# Work instructions
Go line by line through the records below. Copy whichever lines contain the string "PassError".

# Data for review

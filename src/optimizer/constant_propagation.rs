//! Constant propagation over the IR.
//!
//! A local qualifies when it is assigned exactly once and the assigned
//! value is a literal or folds from already-known constants. Folding
//! mirrors the Lua runtime exactly: integer arithmetic wraps in 64 bits,
//! shifts saturate to zero past the word width, and anything that can
//! trap at runtime (`//` or `%` by zero, a float-to-integer conversion
//! of a non-integral value) is left in place. The pass is idempotent:
//! a second run finds nothing new to rewrite.

use std::collections::HashMap;

use crate::ir::{Cmd, Conversion, Function, IrBinop, IrUnop, Module, Value};

use super::{Pass, PassError};

#[derive(Debug, Clone, Copy, PartialEq, Eq)]
pub struct ConstantPropagation;

impl Pass for ConstantPropagation {
    fn name(&self) -> &'static str {
        "constant_propagation"
    }

    fn run(&self, module: Module) -> Result<Module, PassError> {
        let Module {
            name,
            functions,
            globals,
            init,
            exports,
        } = module;
        Ok(Module {
            name,
            functions: functions.into_iter().map(propagate_function).collect(),
            globals,
            init: propagate_function(init),
            exports,
        })
    }
}

fn propagate_function(mut function: Function) -> Function {
    let mut writes = vec![0usize; function.locals.len()];
    count_writes(&function.body, &mut writes);

    let mut constants: HashMap<usize, Value> = HashMap::new();
    walk(&mut function.body, &writes, &mut constants);
    remove_defining_moves(&mut function.body, &constants);
    function
}

fn count_writes(cmds: &[Cmd], writes: &mut Vec<usize>) {
    for cmd in cmds {
        if let Some(dst) = Function::local_write(cmd) {
            writes[dst] += 1;
        }
        match cmd {
            Cmd::If {
                then_cmds,
                else_cmds,
                ..
            } => {
                count_writes(then_cmds, writes);
                count_writes(else_cmds, writes);
            }
            Cmd::Loop { body }
            | Cmd::ForNumInt { body, .. }
            | Cmd::ForNumFloat { body, .. } => count_writes(body, writes),
            _ => {}
        }
    }
}

/// One program-order walk: substitute known constants into every read,
/// then record newly discovered constants.
fn walk(cmds: &mut [Cmd], writes: &[usize], constants: &mut HashMap<usize, Value>) {
    for cmd in cmds.iter_mut() {
        for_each_value_mut(cmd, &mut |value| {
            if let Value::Local(index) = value {
                if let Some(constant) = constants.get(index) {
                    *value = constant.clone();
                }
            }
        });

        match cmd {
            Cmd::Move { dst, src } if writes[*dst] == 1 && src.is_literal() => {
                constants.insert(*dst, src.clone());
            }
            Cmd::Unop { dst, op, src } if writes[*dst] == 1 => {
                if let Some(folded) = fold_unop(*op, src) {
                    constants.insert(*dst, folded);
                }
            }
            Cmd::Binop { dst, op, lhs, rhs } if writes[*dst] == 1 => {
                if let Some(folded) = fold_binop(*op, lhs, rhs) {
                    constants.insert(*dst, folded);
                }
            }
            Cmd::Convert { dst, conv, src, .. } if writes[*dst] == 1 => {
                if let Some(folded) = fold_convert(conv, src) {
                    constants.insert(*dst, folded);
                }
            }
            Cmd::If {
                then_cmds,
                else_cmds,
                ..
            } => {
                walk(then_cmds, writes, constants);
                walk(else_cmds, writes, constants);
            }
            Cmd::Loop { body }
            | Cmd::ForNumInt { body, .. }
            | Cmd::ForNumFloat { body, .. } => walk(body, writes, constants),
            _ => {}
        }
    }
}

/// Drop the pure defining commands of propagated locals; every read of
/// them was substituted during the walk.
fn remove_defining_moves(cmds: &mut Vec<Cmd>, constants: &HashMap<usize, Value>) {
    cmds.retain_mut(|cmd| {
        match cmd {
            Cmd::Move { dst, .. }
            | Cmd::Unop { dst, .. }
            | Cmd::Binop { dst, .. }
            | Cmd::Convert { dst, .. }
                if constants.contains_key(dst) =>
            {
                return false;
            }
            Cmd::If {
                then_cmds,
                else_cmds,
                ..
            } => {
                remove_defining_moves(then_cmds, constants);
                remove_defining_moves(else_cmds, constants);
            }
            Cmd::Loop { body }
            | Cmd::ForNumInt { body, .. }
            | Cmd::ForNumFloat { body, .. } => remove_defining_moves(body, constants),
            _ => {}
        }
        true
    });
}

fn for_each_value_mut(cmd: &mut Cmd, f: &mut impl FnMut(&mut Value)) {
    match cmd {
        Cmd::Move { src, .. } => f(src),
        Cmd::Unop { src, .. } => f(src),
        Cmd::Binop { lhs, rhs, .. } => {
            f(lhs);
            f(rhs);
        }
        Cmd::Concat { srcs, .. } => srcs.iter_mut().for_each(f),
        Cmd::Convert { src, .. } => f(src),
        Cmd::NewArray { elems, .. } => elems.iter_mut().for_each(f),
        Cmd::NewTable { fields, .. } => fields.iter_mut().for_each(|(_, v)| f(v)),
        Cmd::GetArr { arr, idx, .. } => {
            f(arr);
            f(idx);
        }
        Cmd::SetArr { arr, idx, src, .. } => {
            f(arr);
            f(idx);
            f(src);
        }
        Cmd::GetField { obj, .. } => f(obj),
        Cmd::SetField { obj, src, .. } => {
            f(obj);
            f(src);
        }
        Cmd::GetGlobal { .. } => {}
        Cmd::SetGlobal { src, .. } => f(src),
        Cmd::CallStatic { args, .. } => args.iter_mut().for_each(f),
        Cmd::CallDyn { func, args, .. } => {
            f(func);
            args.iter_mut().for_each(f);
        }
        Cmd::If { cond, .. } => f(cond),
        Cmd::Loop { .. } => {}
        Cmd::ForNumInt {
            start, limit, step, ..
        }
        | Cmd::ForNumFloat {
            start, limit, step, ..
        } => {
            f(start);
            f(limit);
            f(step);
        }
        Cmd::Break => {}
        Cmd::Return { values } => values.iter_mut().for_each(f),
    }
}

fn fold_unop(op: IrUnop, src: &Value) -> Option<Value> {
    Some(match (op, src) {
        (IrUnop::NegInt, Value::Integer(a)) => Value::Integer(a.wrapping_neg()),
        (IrUnop::NegFloat, Value::Float(a)) => Value::Float(-a),
        (IrUnop::BitNot, Value::Integer(a)) => Value::Integer(!a),
        (IrUnop::Not, Value::Bool(a)) => Value::Bool(!a),
        (IrUnop::LenStr, Value::String(s)) => Value::Integer(s.len() as i64),
        _ => return None,
    })
}

fn fold_binop(op: IrBinop, lhs: &Value, rhs: &Value) -> Option<Value> {
    use IrBinop::*;
    match (lhs, rhs) {
        (Value::Integer(a), Value::Integer(b)) => {
            let (a, b) = (*a, *b);
            Some(match op {
                AddInt => Value::Integer(a.wrapping_add(b)),
                SubInt => Value::Integer(a.wrapping_sub(b)),
                MulInt => Value::Integer(a.wrapping_mul(b)),
                // division and modulo by zero trap at runtime; never fold
                ModInt if b != 0 => Value::Integer(lua_imod(a, b)),
                IntDivInt if b != 0 => Value::Integer(lua_idiv(a, b)),
                EqInt => Value::Bool(a == b),
                NeInt => Value::Bool(a != b),
                LtInt => Value::Bool(a < b),
                LeInt => Value::Bool(a <= b),
                GtInt => Value::Bool(a > b),
                GeInt => Value::Bool(a >= b),
                BitAnd => Value::Integer(a & b),
                BitOr => Value::Integer(a | b),
                BitXor => Value::Integer(a ^ b),
                ShiftL => Value::Integer(lua_shl(a, b)),
                ShiftR => Value::Integer(lua_shr(a, b)),
                _ => return None,
            })
        }
        (Value::Float(a), Value::Float(b)) => {
            let (a, b) = (*a, *b);
            Some(match op {
                AddFloat => Value::Float(a + b),
                SubFloat => Value::Float(a - b),
                MulFloat => Value::Float(a * b),
                DivFloat => Value::Float(a / b),
                ModFloat => Value::Float(lua_fmod(a, b)),
                IntDivFloat => Value::Float((a / b).floor()),
                PowFloat => Value::Float(a.powf(b)),
                EqFloat => Value::Bool(a == b),
                NeFloat => Value::Bool(a != b),
                LtFloat => Value::Bool(a < b),
                LeFloat => Value::Bool(a <= b),
                GtFloat => Value::Bool(a > b),
                GeFloat => Value::Bool(a >= b),
                _ => return None,
            })
        }
        (Value::Bool(a), Value::Bool(b)) => Some(match op {
            EqBool => Value::Bool(a == b),
            NeBool => Value::Bool(a != b),
            _ => return None,
        }),
        (Value::String(a), Value::String(b)) => Some(match op {
            EqStr => Value::Bool(a == b),
            NeStr => Value::Bool(a != b),
            LtStr => Value::Bool(a < b),
            LeStr => Value::Bool(a <= b),
            GtStr => Value::Bool(a > b),
            GeStr => Value::Bool(a >= b),
            _ => return None,
        }),
        _ => None,
    }
}

fn fold_convert(conv: &Conversion, src: &Value) -> Option<Value> {
    match (conv, src) {
        (Conversion::IntToFloat, Value::Integer(a)) => Some(Value::Float(*a as f64)),
        // float-to-integer traps on non-integral values; only fold the
        // exact cases
        (Conversion::FloatToInt, Value::Float(x)) => {
            if x.fract() == 0.0 && *x >= -(2f64.powi(63)) && *x < 2f64.powi(63) {
                Some(Value::Integer(*x as i64))
            } else {
                None
            }
        }
        _ => None,
    }
}

/// Lua's floor modulo: the result takes the sign of the divisor.
fn lua_imod(a: i64, b: i64) -> i64 {
    let r = a.wrapping_rem(b);
    if r != 0 && (r ^ b) < 0 {
        r + b
    } else {
        r
    }
}

/// Lua's floor division, wrapping like the runtime on `i64::MIN // -1`.
fn lua_idiv(a: i64, b: i64) -> i64 {
    let q = a.wrapping_div(b);
    if (a ^ b) < 0 && q.wrapping_mul(b) != a {
        q - 1
    } else {
        q
    }
}

/// Lua's float modulo (floor-style, unlike C's fmod).
fn lua_fmod(a: f64, b: f64) -> f64 {
    let r = a % b;
    if r != 0.0 && (r < 0.0) != (b < 0.0) {
        r + b
    } else {
        r
    }
}

fn lua_shl(a: i64, b: i64) -> i64 {
    if b < 0 {
        lua_shr(a, b.wrapping_neg())
    } else if b >= 64 {
        0
    } else {
        ((a as u64) << b) as i64
    }
}

fn lua_shr(a: i64, b: i64) -> i64 {
    if b < 0 {
        lua_shl(a, b.wrapping_neg())
    } else if b >= 64 {
        0
    } else {
        ((a as u64) >> b) as i64
    }
}

#[cfg(test)]
mod tests {
    use super::*;
    use crate::ir::Local;
    use crate::lexer::Loc;
    use crate::typechecker::Type;

    fn local(name: &str) -> Local {
        Local {
            name: name.into(),
            typ: Type::Integer,
            loc: Loc::dummy(),
        }
    }

    fn function(locals: Vec<Local>, body: Vec<Cmd>) -> Function {
        Function {
            name: "f".into(),
            loc: Loc::dummy(),
            typ: Type::Function {
                params: vec![],
                rets: vec![],
            },
            param_count: 0,
            locals,
            body,
            exported: false,
        }
    }

    #[test]
    fn test_literal_move_propagates_into_return() {
        let f = function(
            vec![local("x")],
            vec![
                Cmd::Move {
                    dst: 0,
                    src: Value::Integer(10),
                },
                Cmd::Return {
                    values: vec![Value::Local(0)],
                },
            ],
        );
        let f = propagate_function(f);
        assert_eq!(
            f.body,
            vec![Cmd::Return {
                values: vec![Value::Integer(10)]
            }]
        );
    }

    #[test]
    fn test_arithmetic_on_constants_folds() {
        let f = function(
            vec![local("x"), local("y")],
            vec![
                Cmd::Move {
                    dst: 0,
                    src: Value::Integer(6),
                },
                Cmd::Binop {
                    dst: 1,
                    op: IrBinop::MulInt,
                    lhs: Value::Local(0),
                    rhs: Value::Integer(7),
                },
                Cmd::Return {
                    values: vec![Value::Local(1)],
                },
            ],
        );
        let f = propagate_function(f);
        assert_eq!(
            f.body,
            vec![Cmd::Return {
                values: vec![Value::Integer(42)]
            }]
        );
    }

    #[test]
    fn test_division_by_zero_is_not_folded() {
        let f = function(
            vec![local("x")],
            vec![
                Cmd::Binop {
                    dst: 0,
                    op: IrBinop::IntDivInt,
                    lhs: Value::Integer(1),
                    rhs: Value::Integer(0),
                },
                Cmd::Return {
                    values: vec![Value::Local(0)],
                },
            ],
        );
        let folded = propagate_function(f.clone());
        assert_eq!(folded.body, f.body);
    }

    #[test]
    fn test_multiply_assigned_local_is_not_tracked() {
        let f = function(
            vec![local("x"), local("y")],
            vec![
                Cmd::Move {
                    dst: 0,
                    src: Value::Integer(1),
                },
                Cmd::Move {
                    dst: 0,
                    src: Value::Integer(2),
                },
                Cmd::Move {
                    dst: 1,
                    src: Value::Local(0),
                },
            ],
        );
        let folded = propagate_function(f.clone());
        assert_eq!(folded.body, f.body);
    }

    #[test]
    fn test_idempotent() {
        let f = function(
            vec![local("x"), local("y")],
            vec![
                Cmd::Move {
                    dst: 0,
                    src: Value::Integer(3),
                },
                Cmd::Binop {
                    dst: 1,
                    op: IrBinop::AddInt,
                    lhs: Value::Local(0),
                    rhs: Value::Local(0),
                },
                Cmd::Return {
                    values: vec![Value::Local(1)],
                },
            ],
        );
        let once = propagate_function(f);
        let twice = propagate_function(once.clone());
        assert_eq!(once, twice);
    }

    #[test]
    fn test_integer_arithmetic_wraps_like_the_runtime() {
        assert_eq!(
            fold_binop(
                IrBinop::AddInt,
                &Value::Integer(i64::MAX),
                &Value::Integer(1)
            ),
            Some(Value::Integer(i64::MIN))
        );
        assert_eq!(lua_imod(-5, 3), 1);
        assert_eq!(lua_imod(5, -3), -1);
        assert_eq!(lua_idiv(-7, 2), -4);
        assert_eq!(lua_shl(1, 70), 0);
        assert_eq!(lua_shr(-1, 1), i64::MAX);
    }
}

# Exercise result
use super::{Pass, PassError};
    fn run(&self, module: Module) -> Result<Module, PassError> {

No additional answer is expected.